Signal denoising of viral particle in wide-field photon scattering parametric images using deep learning

Polarization parametric indirect microscopic imaging (PIMI) can obtain anisotropic nanoscale structural information of the sample by utilizing a polarization modulated illumination scheme and fitting the far-field variation of polarization states of the scattered photons. The rich scattering information of PIMI images can be exploited for identification of viral particles, aiming for early infection screening of viruses. Accurate processing and analysis of PIMI results is an important step for obtaining structural feature information of virus.
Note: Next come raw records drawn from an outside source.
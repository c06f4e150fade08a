use std::sync::{RwLock, RwLockReadGuard, RwLockWriteGuard};

use tracing::debug;

use crate::users::repo_types::{NewUser, User};

/// Collection of user records, in insertion order.
pub trait UserStore: Send + Sync {
    /// All records, oldest first.
    fn list(&self) -> anyhow::Result<Vec<User>>;

    fn find_by_id(&self, id: i64) -> anyhow::Result<Option<User>>;

    /// Exact, case-sensitive match on both fields. Placeholder check only.
    fn find_by_credentials(&self, username: &str, password: &str) -> anyhow::Result<Option<User>>;

    /// Appends a record with `id = max(existing ids, 0) + 1`.
    fn create(&self, new: NewUser) -> anyhow::Result<User>;

    /// Removes the record and returns it; the rest keep their relative order.
    fn delete(&self, id: i64) -> anyhow::Result<Option<User>>;
}

/// Process-lifetime store; nothing survives a restart.
#[derive(Debug, Default)]
pub struct InMemoryUsers {
    users: RwLock<Vec<User>>,
}

impl InMemoryUsers {
    pub fn new() -> Self {
        Self::default()
    }

    fn read(&self) -> anyhow::Result<RwLockReadGuard<'_, Vec<User>>> {
        self.users
            .read()
            .map_err(|_| anyhow::anyhow!("user store lock poisoned"))
    }

    fn write(&self) -> anyhow::Result<RwLockWriteGuard<'_, Vec<User>>> {
        self.users
            .write()
            .map_err(|_| anyhow::anyhow!("user store lock poisoned"))
    }
}

impl UserStore for InMemoryUsers {
    fn list(&self) -> anyhow::Result<Vec<User>> {
        Ok(self.read()?.clone())
    }

    fn find_by_id(&self, id: i64) -> anyhow::Result<Option<User>> {
        Ok(self.read()?.iter().find(|u| u.id == id).cloned())
    }

    fn find_by_credentials(&self, username: &str, password: &str) -> anyhow::Result<Option<User>> {
        Ok(self
            .read()?
            .iter()
            .find(|u| {
                u.username.as_deref() == Some(username) && u.password.as_deref() == Some(password)
            })
            .cloned())
    }

    fn create(&self, new: NewUser) -> anyhow::Result<User> {
        // Max and append happen under one write lock so concurrent creates never share an ID.
        let mut users = self.write()?;
        let id = users.iter().map(|u| u.id).max().unwrap_or(0) + 1;
        let user = User::from_new(id, new);
        users.push(user.clone());
        debug!(user_id = id, total = users.len(), "user stored");
        Ok(user)
    }

    fn delete(&self, id: i64) -> anyhow::Result<Option<User>> {
        let mut users = self.write()?;
        let index = users.iter().position(|u| u.id == id);
        let removed = index.map(|i| users.remove(i));
        if removed.is_some() {
            debug!(user_id = id, total = users.len(), "user removed");
        }
        Ok(removed)
    }
}
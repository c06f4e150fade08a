use axum::{
    async_trait,
    extract::FromRequestParts,
    http::request::Parts,
};
use tracing::warn;

use super::services::has_valid_bearer_token;
use crate::{error::ApiError, state::AppState};

/// Guards a handler behind the static bearer token.
/// Always passes when `auth.require_bearer` is off.
pub struct BearerAuth;

#[async_trait]
impl FromRequestParts<AppState> for BearerAuth {
    type Rejection = ApiError;

    async fn from_request_parts(
        parts: &mut Parts,
        state: &AppState,
    ) -> Result<Self, Self::Rejection> {
        let auth = &state.config.auth;
        if !auth.require_bearer || has_valid_bearer_token(&parts.headers, &auth.token) {
            return Ok(BearerAuth);
        }

        warn!(path = %parts.uri.path(), "missing or invalid bearer token");
        Err(ApiError::Unauthorized)
    }
}
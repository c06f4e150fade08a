use axum::http::{header::AUTHORIZATION, HeaderMap};

/// True iff `Authorization` carries `Bearer <expected>`.
/// The scheme is compared case-insensitively, the token exactly.
pub fn has_valid_bearer_token(headers: &HeaderMap, expected: &str) -> bool {
    let Some(value) = headers.get(AUTHORIZATION).and_then(|v| v.to_str().ok()) else {
        return false;
    };
    let Some((scheme, token)) = value.trim().split_once(' ') else {
        return false;
    };
    scheme.eq_ignore_ascii_case("bearer") && token.trim() == expected
}
use serde::{Deserialize, Deserializer, Serialize};
use serde_json::Value;

/// User record held by the store.
#[derive(Debug, Clone, Default, PartialEq, Eq, Serialize)]
#[serde(rename_all = "camelCase")]
pub struct User {
    pub id: i64,                      // surrogate ID, assigned by the store
    #[serde(skip_serializing_if = "Option::is_none")]
    pub first_name: Option<String>,
    #[serde(skip_serializing_if = "Option::is_none")]
    pub last_name: Option<String>,
    #[serde(skip_serializing_if = "Option::is_none")]
    pub username: Option<String>,
    #[serde(skip_serializing_if = "Option::is_none")]
    pub password: Option<String>,     // plain text, placeholder login only
    #[serde(skip_serializing_if = "Option::is_none")]
    pub email: Option<String>,
    #[serde(skip_serializing_if = "Option::is_none")]
    pub country: Option<String>,
    #[serde(skip_serializing_if = "Option::is_none")]
    pub gender: Option<String>,
}

/// Fields supplied on creation; everything but the ID.
#[derive(Debug, Clone, Default, PartialEq, Eq, Deserialize)]
#[serde(rename_all = "camelCase")]
pub struct NewUser {
    #[serde(default, alias = "firstname", deserialize_with = "free_text")]
    pub first_name: Option<String>,
    #[serde(default, alias = "lastname", deserialize_with = "free_text")]
    pub last_name: Option<String>,
    #[serde(default, deserialize_with = "free_text")]
    pub username: Option<String>,
    #[serde(default, deserialize_with = "free_text")]
    pub password: Option<String>,
    #[serde(default, deserialize_with = "free_text")]
    pub email: Option<String>,
    #[serde(default, deserialize_with = "free_text")]
    pub country: Option<String>,
    #[serde(default, deserialize_with = "free_text")]
    pub gender: Option<String>,
}

impl User {
    pub fn from_new(id: i64, new: NewUser) -> Self {
        Self {
            id,
            first_name: new.first_name,
            last_name: new.last_name,
            username: new.username,
            password: new.password,
            email: new.email,
            country: new.country,
            gender: new.gender,
        }
    }
}

/// Accepts any JSON value for an unvalidated text field.
/// `null` is absent, strings are kept, anything else keeps its JSON text.
pub(crate) fn free_text<'de, D>(deserializer: D) -> Result<Option<String>, D::Error>
where
    D: Deserializer<'de>,
{
    Ok(match Option::<Value>::deserialize(deserializer)? {
        None | Some(Value::Null) => None,
        Some(Value::String(s)) => Some(s),
        Some(other) => Some(other.to_string()),
    })
}
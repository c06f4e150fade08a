use axum::{
    async_trait,
    body::Bytes,
    extract::{FromRequest, Request},
    http::header::CONTENT_TYPE,
};
use serde::de::DeserializeOwned;
use serde_json::Value;
use tracing::debug;

use crate::error::ApiError;

/// JSON body read the forgiving way: a request that is not JSON, has no body,
/// or whose top-level value is not an object yields `T::default()`.
/// Only malformed JSON under a JSON content type is rejected.
pub struct LenientJson<T>(pub T);

#[async_trait]
impl<T, S> FromRequest<S> for LenientJson<T>
where
    T: DeserializeOwned + Default,
    S: Send + Sync,
{
    type Rejection = ApiError;

    async fn from_request(req: Request, state: &S) -> Result<Self, Self::Rejection> {
        let json_content = req
            .headers()
            .get(CONTENT_TYPE)
            .and_then(|v| v.to_str().ok())
            .is_some_and(is_json_content_type);
        if !json_content {
            debug!("non-json body ignored");
            return Ok(LenientJson(T::default()));
        }

        let bytes = Bytes::from_request(req, state)
            .await
            .map_err(|e| ApiError::BadRequest(e.body_text()))?;
        if bytes.iter().all(u8::is_ascii_whitespace) {
            return Ok(LenientJson(T::default()));
        }

        let value: Value = serde_json::from_slice(&bytes)
            .map_err(|e| ApiError::BadRequest(format!("Invalid JSON: {e}")))?;
        if !value.is_object() {
            return Ok(LenientJson(T::default()));
        }

        let parsed = serde_json::from_value(value)
            .map_err(|e| ApiError::BadRequest(format!("Invalid JSON: {e}")))?;
        Ok(LenientJson(parsed))
    }
}

fn is_json_content_type(value: &str) -> bool {
    let essence = value.split(';').next().unwrap_or_default().trim().to_ascii_lowercase();
    essence == "application/json" || (essence.starts_with("application/") && essence.ends_with("+json"))
}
However, the systematic noise, mainly caused by the mechanical or electrical disturbance from the modulation of the illumination when taking raw images, fairly degrades the image resolution and contrast, making the analysis of results more time-consuming with higher error rate. To achieve efficient noise suppressing in the obtained PIMI images, we developed a neural network-based framework of algorithms. A fairly effective denoising method particularly for PIMI imaging was proposed based on a U-Net. From both the numerical and experimental results, the developed method significantly improves the quality of PIMI images with the best capability of noise removal compared with the traditional denoising algorithms and other neural network architecture. This method can be employed as a fixed preprocessing procedure of raw PIMI images, which is greatly helpful to realize rapid, accurate and programmed analysis of results in PIMI applications.